(SOURCE DATA Opens)

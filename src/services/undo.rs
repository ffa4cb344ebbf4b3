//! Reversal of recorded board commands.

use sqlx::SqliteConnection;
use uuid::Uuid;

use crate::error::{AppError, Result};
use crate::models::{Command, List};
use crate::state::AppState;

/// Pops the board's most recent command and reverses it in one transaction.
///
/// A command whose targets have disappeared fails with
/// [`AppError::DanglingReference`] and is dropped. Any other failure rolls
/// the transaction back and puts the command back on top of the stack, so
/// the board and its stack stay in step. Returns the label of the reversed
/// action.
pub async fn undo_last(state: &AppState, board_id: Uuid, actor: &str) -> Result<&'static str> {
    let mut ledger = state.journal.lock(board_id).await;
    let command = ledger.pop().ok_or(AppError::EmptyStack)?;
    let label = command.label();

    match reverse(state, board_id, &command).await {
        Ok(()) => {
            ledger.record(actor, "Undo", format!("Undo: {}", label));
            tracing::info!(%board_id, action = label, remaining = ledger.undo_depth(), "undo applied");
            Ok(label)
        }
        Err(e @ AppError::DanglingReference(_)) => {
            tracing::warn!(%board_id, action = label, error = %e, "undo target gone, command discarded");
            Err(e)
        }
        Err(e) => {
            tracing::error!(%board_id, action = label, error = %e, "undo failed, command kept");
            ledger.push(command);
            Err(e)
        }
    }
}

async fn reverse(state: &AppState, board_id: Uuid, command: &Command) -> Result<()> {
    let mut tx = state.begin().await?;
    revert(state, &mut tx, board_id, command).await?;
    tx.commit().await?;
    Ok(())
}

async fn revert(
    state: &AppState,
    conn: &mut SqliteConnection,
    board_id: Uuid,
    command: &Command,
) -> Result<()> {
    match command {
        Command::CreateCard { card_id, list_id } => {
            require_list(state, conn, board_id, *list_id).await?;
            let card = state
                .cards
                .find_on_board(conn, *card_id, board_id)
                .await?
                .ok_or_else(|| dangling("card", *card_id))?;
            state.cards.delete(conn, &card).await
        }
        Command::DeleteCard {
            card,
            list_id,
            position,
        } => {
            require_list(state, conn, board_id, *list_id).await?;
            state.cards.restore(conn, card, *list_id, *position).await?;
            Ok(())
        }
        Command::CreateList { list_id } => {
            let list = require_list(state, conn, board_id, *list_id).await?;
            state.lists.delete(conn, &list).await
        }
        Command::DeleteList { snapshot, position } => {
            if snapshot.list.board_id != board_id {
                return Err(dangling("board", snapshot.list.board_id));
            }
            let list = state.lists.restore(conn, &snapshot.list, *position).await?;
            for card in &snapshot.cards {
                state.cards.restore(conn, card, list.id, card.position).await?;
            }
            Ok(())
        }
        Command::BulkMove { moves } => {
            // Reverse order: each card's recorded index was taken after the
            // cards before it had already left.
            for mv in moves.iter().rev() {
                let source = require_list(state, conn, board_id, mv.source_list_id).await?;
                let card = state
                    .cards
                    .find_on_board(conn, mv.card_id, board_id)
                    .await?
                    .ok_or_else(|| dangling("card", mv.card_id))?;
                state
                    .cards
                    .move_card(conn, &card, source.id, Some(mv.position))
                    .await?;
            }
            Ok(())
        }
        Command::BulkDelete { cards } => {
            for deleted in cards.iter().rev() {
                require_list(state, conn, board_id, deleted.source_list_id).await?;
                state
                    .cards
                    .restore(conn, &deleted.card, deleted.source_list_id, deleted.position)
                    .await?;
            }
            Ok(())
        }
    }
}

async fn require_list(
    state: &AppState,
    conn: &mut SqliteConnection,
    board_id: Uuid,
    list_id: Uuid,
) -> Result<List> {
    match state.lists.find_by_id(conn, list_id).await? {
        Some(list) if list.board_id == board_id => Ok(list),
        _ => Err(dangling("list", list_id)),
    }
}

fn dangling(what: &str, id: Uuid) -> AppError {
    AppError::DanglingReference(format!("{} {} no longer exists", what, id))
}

(SOURCE DATA Closes)

=== AIM OF THE EXERCISE ===
Beginning with the line that contains "fn dangling(what: &str, id: Uuid)" and ending with the last line of the data above, return those lines exactly and nothing else.

=== SOLUTION TO THIS EXERCISE ===
fn dangling(what: &str, id: Uuid) -> AppError {
    AppError::DanglingReference(format!("{} {} no longer exists", what, id))
}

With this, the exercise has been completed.